If you decide pet hospice care is the right course for you and your pet, you will become your pet’s primary nurse and caregiver, as well as the link between your pet and the veterinary team.

How Is Pet Hospice Different from Human Hospice Care?

Human hospice care is available to people who have accepted the fact that they are terminally ill and want to stop further medical treatment aimed at a cure. Hospice care allows a person to be relieved of pain in a more comfortable and less expensive setting than a hospital.

Human patients and their families who opt for hospice care have a more developed support system than pet parents. When a pet parent chooses hospice care but cannot care for his pet at home, there are few places that will board and nurse the animal. It may also be more difficult to find a local veterinarian who is an expert in pet hospice care.

How Can I Find a Veterinarian Who Practices Hospice Care?

First consult with your primary veterinarian and see if she recommends hospice care for your pet based on his specific needs. She may already practice some form of hospice care or may refer you to another vet who will guide you through a hospice program.

What Do I Need to Know in Order to Provide Home Hospice Care for My Terminally Ill Pet?

Pet parents who opt for home hospice care will be taught how to administer pain medication, change bandages, provide fluid therapy and perform general nursing duties, including keeping their pets comfortable and clean.

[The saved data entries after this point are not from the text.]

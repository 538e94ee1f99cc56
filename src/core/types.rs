use std::fmt;
use std::time::{Duration, SystemTime, UNIX_EPOCH};

use serde::{Deserialize, Serialize};
use thiserror::Error;

use crate::codec::CodecError;

/// Convenience result alias for websocket operations.
pub type WebSocketResult<T> = Result<T, WebSocketError>;

/// Canonical error surface shared across the console.
#[derive(Debug, Error)]
pub enum WebSocketError {
    #[error("Invalid configuration: {}", errors.join(", "))]
    ConfigInvalid { errors: Vec<String> },

    #[error("not connected")]
    NotConnected,

    #[error("Transport error ({context}): {error}")]
    TransportFailure {
        context: &'static str,
        error: String,
    },

    #[error("Connection failed: {0}")]
    ConnectionFailed(String),

    #[error(transparent)]
    Format(#[from] CodecError),

    #[error("Payload too large: {size} bytes (max {max} bytes)")]
    CapacityExceeded { size: usize, max: usize },

    #[error("Invalid state: {0}")]
    InvalidState(String),

    #[error("Actor error: {0}")]
    Actor(String),

    #[error("I/O error: {0}")]
    Io(#[from] std::io::Error),

    #[error("Serialization error: {0}")]
    Serde(String),
}

impl WebSocketError {
    /// Individual messages for reporting, one per violated invariant when the
    /// error is a validation failure.
    pub fn messages(&self) -> Vec<String> {
        match self {
            WebSocketError::ConfigInvalid { errors } => errors.clone(),
            other => vec![other.to_string()],
        }
    }
}

impl From<sonic_rs::Error> for WebSocketError {
    fn from(err: sonic_rs::Error) -> Self {
        WebSocketError::Serde(err.to_string())
    }
}

/// State of the single upstream connection.
#[derive(Debug, Clone, Copy, PartialEq, Eq, Serialize, Deserialize)]
#[serde(rename_all = "UPPERCASE")]
pub enum ConnectionState {
    Closed,
    Connecting,
    Open,
    Closing,
}

impl ConnectionState {
    pub fn as_str(self) -> &'static str {
        match self {
            ConnectionState::Closed => "CLOSED",
            ConnectionState::Connecting => "CONNECTING",
            ConnectionState::Open => "OPEN",
            ConnectionState::Closing => "CLOSING",
        }
    }
}

impl fmt::Display for ConnectionState {
    fn fmt(&self, f: &mut fmt::Formatter<'_>) -> fmt::Result {
        f.write_str(self.as_str())
    }
}

/// Lifecycle and traffic events emitted by the connection manager.
#[derive(Debug, Clone, PartialEq, Eq)]
pub enum ConnectionEvent {
    Open,
    Close { code: u16, reason: String },
    /// Inbound data frame. Binary payloads are base64 encoded.
    Message { payload: String, is_binary: bool },
    /// Operator-initiated outbound data frame.
    Sent { payload: String, is_binary: bool },
    /// Inbound protocol ping, or an on-demand outbound probe.
    Ping { payload: String },
    Pong { payload: String },
    /// Keep-alive message sent in `message` mode.
    Heartbeat { payload: String },
    Error { message: String },
    IdleTimeout,
}

impl ConnectionEvent {
    pub fn name(&self) -> &'static str {
        match self {
            ConnectionEvent::Open => "open",
            ConnectionEvent::Close { .. } => "close",
            ConnectionEvent::Message { .. } => "message",
            ConnectionEvent::Sent { .. } => "sent",
            ConnectionEvent::Ping { .. } => "ping",
            ConnectionEvent::Pong { .. } => "pong",
            ConnectionEvent::Heartbeat { .. } => "heartbeat",
            ConnectionEvent::Error { .. } => "error",
            ConnectionEvent::IdleTimeout => "idle-timeout",
        }
    }
}

/// A manager event stamped with its emission time.
#[derive(Debug, Clone, PartialEq, Eq)]
pub struct EventEnvelope {
    /// Unix epoch milliseconds.
    pub timestamp: u64,
    pub event: ConnectionEvent,
}

impl EventEnvelope {
    pub fn now(event: ConnectionEvent) -> Self {
        Self {
            timestamp: now_epoch_ms(),
            event,
        }
    }
}

/// Best-effort current time as Unix epoch milliseconds.
#[inline]
pub fn now_epoch_ms() -> u64 {
    SystemTime::now()
        .duration_since(UNIX_EPOCH)
        .map(|d| d.as_millis().min(u64::MAX as u128) as u64)
        .unwrap_or(0)
}

/// Transport-independent buffer sizing parameters used for websocket configuration.
#[derive(Clone, Copy, Debug)]
pub struct WebSocketBufferConfig {
    pub write_buffer_bytes: usize,
    pub max_write_buffer_bytes: usize,
    pub max_message_bytes: usize,
    pub max_frame_bytes: usize,
}

impl Default for WebSocketBufferConfig {
    fn default() -> Self {
        Self {
            write_buffer_bytes: 128 << 10,
            max_write_buffer_bytes: 64 * 1024 * 1024,
            max_message_bytes: 64 * 1024 * 1024,
            max_frame_bytes: 16 * 1024 * 1024,
        }
    }
}

/// TLS configuration for websocket connections.
///
/// Safe-by-default: certificate validation is enabled unless explicitly disabled for development /
/// controlled environments.
#[derive(Clone, Copy, Debug, PartialEq, Eq)]
pub struct WsTlsConfig {
    pub validate_certs: bool,
}

impl Default for WsTlsConfig {
    fn default() -> Self {
        Self {
            validate_certs: true,
        }
    }
}

/// Connection statistics snapshot.
#[derive(Clone, Debug, Default, Serialize)]
#[serde(rename_all = "camelCase")]
pub struct WsConnectionStats {
    #[serde(serialize_with = "as_millis")]
    pub uptime: Duration,
    pub messages_received: u64,
    pub messages_sent: u64,
    pub errors: u64,
    pub reconnects: u64,
    #[serde(serialize_with = "as_millis")]
    pub last_activity_age: Duration,
    pub p50_rtt_us: u64,
    pub p99_rtt_us: u64,
    pub rtt_samples: u64,
}

fn as_millis<S: serde::Serializer>(d: &Duration, s: S) -> Result<S::Ok, S::Error> {
    s.serialize_u64(d.as_millis().min(u64::MAX as u128) as u64)
}

/// Snapshot answered by the manager for status queries.
#[derive(Clone, Debug, Serialize)]
#[serde(rename_all = "camelCase")]
pub struct ConnectionSnapshot {
    pub state: ConnectionState,
    pub keep_alive_running: bool,
    pub stats: WsConnectionStats,
}

#[cfg(test)]
mod tests {
    use super::*;

    #[test]
    fn config_errors_list_every_violation() {
        let err = WebSocketError::ConfigInvalid {
            errors: vec!["a".into(), "b".into()],
        };
        assert_eq!(err.to_string(), "Invalid configuration: a, b");
        assert_eq!(err.messages(), vec!["a".to_string(), "b".to_string()]);
        assert_eq!(WebSocketError::NotConnected.messages(), vec!["not connected"]);
    }

    #[test]
    fn state_serializes_uppercase() {
        let json = sonic_rs::to_string(&ConnectionState::Connecting).unwrap();
        assert_eq!(json, "\"CONNECTING\"");
        assert_eq!(ConnectionState::Closing.to_string(), "CLOSING");
    }
}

One of the most important tasks as caretaker is to observe and report any changes in your pet’s behavior, weight, temperature, eating habits, mobility and overall well-being. If you notice any changes, immediately contact your veterinarian, who will adjust your pet’s medication and treatment accordingly. It’s also important to remember that euthanasia may still be necessary with hospice care. If a peaceful, natural end is unlikely or your pet is in pain, you may decide to end his suffering with euthanasia.

Will My Pet Show Signs that He Is Ready to Pass Away?

To be as aware as possible of your pet’s condition, you should:

  • Be able to recognize signs of physical suffering typical of your pet’s age and/or illness. Your veterinarian is the best source of this information.
  • Prevent unnecessary suffering in your terminally ill, injured or aged animal by finding ways to assess your pet’s quality of life. With your vet’s help, figure out the signs of a good day compared to a bad day and keep a record of how often the signs of pain appear.
  • Be as informed as you can about your pet’s behavior. Being unaware or unable to assess signs and symptoms will exhaust family members and put your pet at risk of lingering longer than is comfortable.